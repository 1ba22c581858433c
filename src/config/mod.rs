//! Configuration module for the PromptOverflow backend.
//!
//! All configuration is loaded from environment variables with sensible defaults.

use std::env;
use std::net::SocketAddr;
use std::path::PathBuf;

use crate::errors::AppError;

/// Application configuration loaded from environment variables.
#[derive(Debug, Clone)]
pub struct Config {
    /// Path to the SQLite file backing the key-value store
    pub db_path: PathBuf,
    /// Address to bind the server to
    pub bind_addr: SocketAddr,
    /// Log level (trace, debug, info, warn, error)
    pub log_level: String,
    /// Populate an empty store with the demo posts and users
    pub seed_demo: bool,
}

impl Config {
    /// Load configuration from environment variables.
    pub fn from_env() -> Result<Self, AppError> {
        dotenvy::dotenv().ok();

        let db_path = env::var("PROMPTOVERFLOW_DB_PATH")
            .unwrap_or_else(|_| "./data/promptoverflow.sqlite".to_string())
            .into();

        let bind_addr = env::var("PROMPTOVERFLOW_BIND_ADDR")
            .unwrap_or_else(|_| "127.0.0.1:8080".to_string())
            .parse()
            .map_err(|e| {
                AppError::Internal(format!("Invalid PROMPTOVERFLOW_BIND_ADDR format: {}", e))
            })?;

        let log_level = env::var("PROMPTOVERFLOW_LOG_LEVEL").unwrap_or_else(|_| "info".to_string());

        let seed_demo = env::var("PROMPTOVERFLOW_SEED_DEMO")
            .map(|v| parse_flag(&v))
            .unwrap_or(true);

        Ok(Self {
            db_path,
            bind_addr,
            log_level,
            seed_demo,
        })
    }
}

fn parse_flag(value: &str) -> bool {
    !matches!(
        value.trim().to_ascii_lowercase().as_str(),
        "0" | "false" | "no" | "off"
    )
}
★ ★ ★
TASK INSTRUCTIONS: Return all of the material verbatim, with no line left out.

ANSWER SECTION:
repository 1ba22c581858433c
filename src/config/mod.rs
//! Configuration module for the PromptOverflow backend.
//!
//! All configuration is loaded from environment variables with sensible defaults.

use std::env;
use std::net::SocketAddr;
use std::path::PathBuf;

use crate::errors::AppError;

/// Application configuration loaded from environment variables.
#[derive(Debug, Clone)]
pub struct Config {
    /// Path to the SQLite file backing the key-value store
    pub db_path: PathBuf,
    /// Address to bind the server to
    pub bind_addr: SocketAddr,
    /// Log level (trace, debug, info, warn, error)
    pub log_level: String,
    /// Populate an empty store with the demo posts and users
    pub seed_demo: bool,
}

impl Config {
    /// Load configuration from environment variables.
    pub fn from_env() -> Result<Self, AppError> {
        dotenvy::dotenv().ok();

        let db_path = env::var("PROMPTOVERFLOW_DB_PATH")
            .unwrap_or_else(|_| "./data/promptoverflow.sqlite".to_string())
            .into();

        let bind_addr = env::var("PROMPTOVERFLOW_BIND_ADDR")
            .unwrap_or_else(|_| "127.0.0.1:8080".to_string())
            .parse()
            .map_err(|e| {
                AppError::Internal(format!("Invalid PROMPTOVERFLOW_BIND_ADDR format: {}", e))
            })?;

        let log_level = env::var("PROMPTOVERFLOW_LOG_LEVEL").unwrap_or_else(|_| "info".to_string());

        let seed_demo = env::var("PROMPTOVERFLOW_SEED_DEMO")
            .map(|v| parse_flag(&v))
            .unwrap_or(true);

        Ok(Self {
            db_path,
            bind_addr,
            log_level,
            seed_demo,
        })
    }
}

fn parse_flag(value: &str) -> bool {
    !matches!(
        value.trim().to_ascii_lowercase().as_str(),
        "0" | "false" | "no" | "off"
    )
}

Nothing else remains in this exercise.